▸ WHAT THIS TASK INVOLVES:
Write out each line of the material below once more, exactly as it appears.

------------------------

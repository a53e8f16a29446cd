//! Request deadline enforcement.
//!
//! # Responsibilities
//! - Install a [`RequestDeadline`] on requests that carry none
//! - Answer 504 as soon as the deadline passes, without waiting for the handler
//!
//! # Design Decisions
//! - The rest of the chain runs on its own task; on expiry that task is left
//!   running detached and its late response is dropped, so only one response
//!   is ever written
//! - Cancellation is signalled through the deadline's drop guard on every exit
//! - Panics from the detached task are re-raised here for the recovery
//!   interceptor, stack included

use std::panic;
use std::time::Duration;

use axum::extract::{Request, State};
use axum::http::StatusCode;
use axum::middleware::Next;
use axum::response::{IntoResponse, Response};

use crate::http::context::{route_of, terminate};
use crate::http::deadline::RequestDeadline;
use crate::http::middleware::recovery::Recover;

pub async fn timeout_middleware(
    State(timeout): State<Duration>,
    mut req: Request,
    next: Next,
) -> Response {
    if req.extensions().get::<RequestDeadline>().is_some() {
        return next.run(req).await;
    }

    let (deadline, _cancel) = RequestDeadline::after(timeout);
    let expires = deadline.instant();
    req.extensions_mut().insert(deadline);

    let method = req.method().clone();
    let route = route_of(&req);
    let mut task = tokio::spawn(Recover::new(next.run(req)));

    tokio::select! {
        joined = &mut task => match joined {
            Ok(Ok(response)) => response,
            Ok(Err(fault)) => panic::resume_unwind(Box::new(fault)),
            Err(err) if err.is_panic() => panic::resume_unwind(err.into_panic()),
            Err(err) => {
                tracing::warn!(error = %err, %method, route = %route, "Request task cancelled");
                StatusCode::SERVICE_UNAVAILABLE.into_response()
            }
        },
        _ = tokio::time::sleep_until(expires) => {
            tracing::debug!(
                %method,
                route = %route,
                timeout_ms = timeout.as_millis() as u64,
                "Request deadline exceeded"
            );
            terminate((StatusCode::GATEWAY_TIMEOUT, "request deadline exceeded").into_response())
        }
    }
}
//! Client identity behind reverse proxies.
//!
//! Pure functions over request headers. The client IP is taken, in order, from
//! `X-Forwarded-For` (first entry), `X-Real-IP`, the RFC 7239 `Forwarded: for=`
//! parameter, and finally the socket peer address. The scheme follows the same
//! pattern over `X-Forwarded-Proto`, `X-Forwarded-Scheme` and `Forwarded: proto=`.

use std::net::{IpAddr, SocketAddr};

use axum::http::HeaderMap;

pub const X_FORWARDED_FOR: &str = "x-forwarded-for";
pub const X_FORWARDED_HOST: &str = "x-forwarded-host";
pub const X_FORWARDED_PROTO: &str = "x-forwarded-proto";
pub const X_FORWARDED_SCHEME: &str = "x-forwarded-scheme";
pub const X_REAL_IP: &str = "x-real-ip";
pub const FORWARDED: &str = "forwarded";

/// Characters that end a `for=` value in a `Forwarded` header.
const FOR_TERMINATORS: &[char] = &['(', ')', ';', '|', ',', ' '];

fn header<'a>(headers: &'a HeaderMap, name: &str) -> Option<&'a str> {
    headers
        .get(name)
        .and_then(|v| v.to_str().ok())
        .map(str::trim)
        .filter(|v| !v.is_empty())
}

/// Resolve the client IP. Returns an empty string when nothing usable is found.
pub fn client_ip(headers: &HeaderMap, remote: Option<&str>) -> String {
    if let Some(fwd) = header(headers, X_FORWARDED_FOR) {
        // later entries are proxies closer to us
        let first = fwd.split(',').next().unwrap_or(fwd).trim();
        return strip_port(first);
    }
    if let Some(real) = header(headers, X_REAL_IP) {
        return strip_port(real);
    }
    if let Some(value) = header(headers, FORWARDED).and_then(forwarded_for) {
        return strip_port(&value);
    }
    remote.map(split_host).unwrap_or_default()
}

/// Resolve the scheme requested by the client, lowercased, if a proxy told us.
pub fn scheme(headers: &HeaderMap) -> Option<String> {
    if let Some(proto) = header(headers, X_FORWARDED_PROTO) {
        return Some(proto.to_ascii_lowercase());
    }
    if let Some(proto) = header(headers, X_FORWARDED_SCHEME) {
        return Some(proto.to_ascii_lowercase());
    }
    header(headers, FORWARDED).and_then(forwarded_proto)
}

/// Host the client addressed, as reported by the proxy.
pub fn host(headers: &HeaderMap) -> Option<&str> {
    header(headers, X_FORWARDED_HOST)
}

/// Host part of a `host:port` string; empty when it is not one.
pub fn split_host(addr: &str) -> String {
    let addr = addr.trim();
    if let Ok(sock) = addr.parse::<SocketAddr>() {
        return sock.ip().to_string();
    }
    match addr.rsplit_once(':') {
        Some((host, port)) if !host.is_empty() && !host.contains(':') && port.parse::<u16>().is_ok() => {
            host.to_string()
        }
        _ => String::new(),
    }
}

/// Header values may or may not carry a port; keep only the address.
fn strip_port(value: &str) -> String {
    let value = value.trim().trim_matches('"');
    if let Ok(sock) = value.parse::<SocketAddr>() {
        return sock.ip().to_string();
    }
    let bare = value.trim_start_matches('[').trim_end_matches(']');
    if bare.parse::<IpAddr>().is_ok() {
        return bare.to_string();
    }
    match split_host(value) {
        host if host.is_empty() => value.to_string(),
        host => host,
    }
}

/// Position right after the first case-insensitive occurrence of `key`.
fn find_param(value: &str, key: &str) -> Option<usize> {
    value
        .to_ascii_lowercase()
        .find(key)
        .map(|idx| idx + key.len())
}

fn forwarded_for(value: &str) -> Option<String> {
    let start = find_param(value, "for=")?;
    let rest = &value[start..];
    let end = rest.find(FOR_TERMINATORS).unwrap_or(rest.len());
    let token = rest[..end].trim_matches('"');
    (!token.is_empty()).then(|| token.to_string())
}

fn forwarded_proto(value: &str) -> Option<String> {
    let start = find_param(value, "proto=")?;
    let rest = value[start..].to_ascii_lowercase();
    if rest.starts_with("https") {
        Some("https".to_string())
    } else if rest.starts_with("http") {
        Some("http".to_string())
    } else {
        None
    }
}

------------------------

▸ WRITTEN SOLUTION:
repository a53e8f16a29446cd
//! Request deadline enforcement.
//!
//! # Responsibilities
//! - Install a [`RequestDeadline`] on requests that carry none
//! - Answer 504 as soon as the deadline passes, without waiting for the handler
//!
//! # Design Decisions
//! - The rest of the chain runs on its own task; on expiry that task is left
//!   running detached and its late response is dropped, so only one response
//!   is ever written
//! - Cancellation is signalled through the deadline's drop guard on every exit
//! - Panics from the detached task are re-raised here for the recovery
//!   interceptor, stack included

use std::panic;
use std::time::Duration;

use axum::extract::{Request, State};
use axum::http::StatusCode;
use axum::middleware::Next;
use axum::response::{IntoResponse, Response};

use crate::http::context::{route_of, terminate};
use crate::http::deadline::RequestDeadline;
use crate::http::middleware::recovery::Recover;

pub async fn timeout_middleware(
    State(timeout): State<Duration>,
    mut req: Request,
    next: Next,
) -> Response {
    if req.extensions().get::<RequestDeadline>().is_some() {
        return next.run(req).await;
    }

    let (deadline, _cancel) = RequestDeadline::after(timeout);
    let expires = deadline.instant();
    req.extensions_mut().insert(deadline);

    let method = req.method().clone();
    let route = route_of(&req);
    let mut task = tokio::spawn(Recover::new(next.run(req)));

    tokio::select! {
        joined = &mut task => match joined {
            Ok(Ok(response)) => response,
            Ok(Err(fault)) => panic::resume_unwind(Box::new(fault)),
            Err(err) if err.is_panic() => panic::resume_unwind(err.into_panic()),
            Err(err) => {
                tracing::warn!(error = %err, %method, route = %route, "Request task cancelled");
                StatusCode::SERVICE_UNAVAILABLE.into_response()
            }
        },
        _ = tokio::time::sleep_until(expires) => {
            tracing::debug!(
                %method,
                route = %route,
                timeout_ms = timeout.as_millis() as u64,
                "Request deadline exceeded"
            );
            terminate((StatusCode::GATEWAY_TIMEOUT, "request deadline exceeded").into_response())
        }
    }
}
//! Client identity behind reverse proxies.
//!
//! Pure functions over request headers. The client IP is taken, in order, from
//! `X-Forwarded-For` (first entry), `X-Real-IP`, the RFC 7239 `Forwarded: for=`
//! parameter, and finally the socket peer address. The scheme follows the same
//! pattern over `X-Forwarded-Proto`, `X-Forwarded-Scheme` and `Forwarded: proto=`.

use std::net::{IpAddr, SocketAddr};

use axum::http::HeaderMap;

pub const X_FORWARDED_FOR: &str = "x-forwarded-for";
pub const X_FORWARDED_HOST: &str = "x-forwarded-host";
pub const X_FORWARDED_PROTO: &str = "x-forwarded-proto";
pub const X_FORWARDED_SCHEME: &str = "x-forwarded-scheme";
pub const X_REAL_IP: &str = "x-real-ip";
pub const FORWARDED: &str = "forwarded";

/// Characters that end a `for=` value in a `Forwarded` header.
const FOR_TERMINATORS: &[char] = &['(', ')', ';', '|', ',', ' '];

fn header<'a>(headers: &'a HeaderMap, name: &str) -> Option<&'a str> {
    headers
        .get(name)
        .and_then(|v| v.to_str().ok())
        .map(str::trim)
        .filter(|v| !v.is_empty())
}

/// Resolve the client IP. Returns an empty string when nothing usable is found.
pub fn client_ip(headers: &HeaderMap, remote: Option<&str>) -> String {
    if let Some(fwd) = header(headers, X_FORWARDED_FOR) {
        // later entries are proxies closer to us
        let first = fwd.split(',').next().unwrap_or(fwd).trim();
        return strip_port(first);
    }
    if let Some(real) = header(headers, X_REAL_IP) {
        return strip_port(real);
    }
    if let Some(value) = header(headers, FORWARDED).and_then(forwarded_for) {
        return strip_port(&value);
    }
    remote.map(split_host).unwrap_or_default()
}

/// Resolve the scheme requested by the client, lowercased, if a proxy told us.
pub fn scheme(headers: &HeaderMap) -> Option<String> {
    if let Some(proto) = header(headers, X_FORWARDED_PROTO) {
        return Some(proto.to_ascii_lowercase());
    }
    if let Some(proto) = header(headers, X_FORWARDED_SCHEME) {
        return Some(proto.to_ascii_lowercase());
    }
    header(headers, FORWARDED).and_then(forwarded_proto)
}

/// Host the client addressed, as reported by the proxy.
pub fn host(headers: &HeaderMap) -> Option<&str> {
    header(headers, X_FORWARDED_HOST)
}

/// Host part of a `host:port` string; empty when it is not one.
pub fn split_host(addr: &str) -> String {
    let addr = addr.trim();
    if let Ok(sock) = addr.parse::<SocketAddr>() {
        return sock.ip().to_string();
    }
    match addr.rsplit_once(':') {
        Some((host, port)) if !host.is_empty() && !host.contains(':') && port.parse::<u16>().is_ok() => {
            host.to_string()
        }
        _ => String::new(),
    }
}

/// Header values may or may not carry a port; keep only the address.
fn strip_port(value: &str) -> String {
    let value = value.trim().trim_matches('"');
    if let Ok(sock) = value.parse::<SocketAddr>() {
        return sock.ip().to_string();
    }
    let bare = value.trim_start_matches('[').trim_end_matches(']');
    if bare.parse::<IpAddr>().is_ok() {
        return bare.to_string();
    }
    match split_host(value) {
        host if host.is_empty() => value.to_string(),
        host => host,
    }
}

/// Position right after the first case-insensitive occurrence of `key`.
fn find_param(value: &str, key: &str) -> Option<usize> {
    value
        .to_ascii_lowercase()
        .find(key)
        .map(|idx| idx + key.len())
}

fn forwarded_for(value: &str) -> Option<String> {
    let start = find_param(value, "for=")?;
    let rest = &value[start..];
    let end = rest.find(FOR_TERMINATORS).unwrap_or(rest.len());
    let token = rest[..end].trim_matches('"');
    (!token.is_empty()).then(|| token.to_string())
}

fn forwarded_proto(value: &str) -> Option<String> {
    let start = find_param(value, "proto=")?;
    let rest = value[start..].to_ascii_lowercase();
    if rest.starts_with("https") {
        Some("https".to_string())
    } else if rest.starts_with("http") {
        Some("http".to_string())
    } else {
        None
    }
}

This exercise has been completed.